Dafür sorgt natürlich Seles leicht nuschelige, sonore Stimme und auch die Harmonien und Gesangslinien sind typisch - verändert haben sich in erster Linie die Herangehensweise und die Arrangements. Wo früher die Synthesizer dominierten und die Gitarren lediglich Akzente setzen, ist es nun genau andersherum: akustische und elektronische Gitarren führen die Songs, ein natürliches Schlagzeug gibt den Takt vor und die Keyboards werden zur dezenten Begleitung eingesetzt. Die Musik klingt dadurch natürlicher, rockiger und auch folkiger. Ab und zu fühlt man sich dabei ein bisschen an THE MISSION erinnert, was keineswegs nachteilig ist, man stellt aber auch fest, dass die Einzigartigkeit des Sounds von THE BEAUTY OF GEMINA nicht mehr ganz so stark ausgeprägt ist, wie früher.

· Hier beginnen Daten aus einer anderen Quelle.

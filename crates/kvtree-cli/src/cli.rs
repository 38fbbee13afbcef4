use std::path::PathBuf;

use clap::{Args, Parser, Subcommand};

#[derive(Parser)]
#[command(
    name = "kvtree",
    about = "Path-addressed trees over a flat key-value store",
    version
)]
pub struct Cli {
    #[command(subcommand)]
    pub command: Command,

    /// JSON file backing the key-value store
    #[arg(long, global = true, default_value = "kvtree.json")]
    pub store: PathBuf,

    /// TOML file with tree settings (prefix, retries, escapes)
    #[arg(long, global = true)]
    pub config: Option<PathBuf>,

    #[arg(short, long, global = true)]
    pub verbose: bool,

    #[arg(long, global = true, default_value = "text")]
    pub format: OutputFormat,
}

#[derive(Clone, Copy, Debug, PartialEq, Eq, clap::ValueEnum)]
pub enum OutputFormat {
    Text,
    Json,
}

#[derive(Subcommand)]
pub enum Command {
    /// Create the root node if it does not exist
    Init,
    /// Create a node
    Create(CreateArgs),
    /// Print a node's value
    Get(PathArgs),
    /// Replace a node's value
    Set(SetArgs),
    /// List a node's children
    Ls(OptionalPathArgs),
    /// Delete a node and its subtree
    Rm(PathArgs),
    /// Move a subtree under a new parent
    Mv(MoveArgs),
    /// Print a subtree
    Tree(TreeArgs),
    /// Find nodes whose value contains some text
    Find(FindArgs),
    /// Show node counts and depth
    Stats(OptionalPathArgs),
    /// Write a subtree as JSON to stdout
    Export(OptionalPathArgs),
    /// Load an exported JSON tree
    Import(ImportArgs),
    /// Encode segments into an escaped path
    Encode(EncodeArgs),
    /// Decode an escaped path into segments
    Decode(DecodeArgs),
}

#[derive(Args)]
pub struct PathArgs {
    pub path: String,
}

#[derive(Args)]
pub struct OptionalPathArgs {
    #[arg(default_value = "/")]
    pub path: String,
}

#[derive(Args)]
pub struct CreateArgs {
    pub path: String,
    /// JSON value; text that is not valid JSON is stored as a string
    pub value: Option<String>,
}

#[derive(Args)]
pub struct SetArgs {
    pub path: String,
    pub value: String,
}

#[derive(Args)]
pub struct MoveArgs {
    pub source: String,
    pub target_parent: String,
    pub new_key: String,
}

#[derive(Args)]
pub struct TreeArgs {
    #[arg(default_value = "/")]
    pub path: String,
    #[arg(long)]
    pub breadth_first: bool,
    #[arg(long)]
    pub max_depth: Option<usize>,
}

#[derive(Args)]
pub struct FindArgs {
    pub text: String,
    #[arg(default_value = "/")]
    pub path: String,
}

#[derive(Args)]
pub struct ImportArgs {
    pub file: PathBuf,
}

#[derive(Args)]
pub struct EncodeArgs {
    #[arg(required = true)]
    pub segments: Vec<String>,
}

#[derive(Args)]
pub struct DecodeArgs {
    pub path: String,
}

#[cfg(test)]
mod tests {
    use super::*;
    use clap::CommandFactory;

    #[test]
    fn command_definition_is_valid() {
        Cli::command().debug_assert();
    }

    #[test]
    fn parses_global_flags_after_subcommand() {
        let cli = Cli::try_parse_from(["kvtree", "ls", "docs", "--store", "t.json", "-v"]).unwrap();
        assert!(cli.verbose);
        assert_eq!(cli.store, PathBuf::from("t.json"));
        assert!(matches!(cli.command, Command::Ls(OptionalPathArgs { ref path }) if path == "docs"));
    }

    #[test]
    fn tree_options() {
        let cli = Cli::try_parse_from(["kvtree", "tree", "--breadth-first", "--max-depth", "2"]).unwrap();
        match cli.command {
            Command::Tree(args) => {
                assert_eq!(args.path, "/");
                assert!(args.breadth_first);
                assert_eq!(args.max_depth, Some(2));
            }
            _ => panic!("expected tree"),
        }
    }

    #[test]
    fn encode_needs_a_segment() {
        assert!(Cli::try_parse_from(["kvtree", "encode"]).is_err());
    }
}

An der Tatsache, dass Sele ein überaus talentierter Songwriter ist, ändert die neue musikalische Herangehensweise natürlich nichts - wenngleich nicht jeder Song so zwingend ist, wie man es eigentlich gewohnt war. Los geht es mit "One Million Stars", einem flotten, folkigen Rocksong mit feiner melancholischer Note. Tanzbarer und mit toller Melodie gestaltet sich "All Those Days" mit eindringlichen Leadgitarren, eine tolle Nummer. Ruhig dahinschwebend ist "Hundred Lies" eine klagende, atmosphärische Nummer, während das metaphorisch schön betitelte "Dancer On A Frozen Lake" waviger und mit heller Note in den Melodien etwas unauffälliger bleibt. "Run Run Run" prescht dann wieder mit gehobenem Tempo und einem ganz starken Refrain hervor und ist abgesehen von der veränderten Instrumentierung ein typischer Track - so typisch, das man fast von einem Selbstzitat sprechen muss.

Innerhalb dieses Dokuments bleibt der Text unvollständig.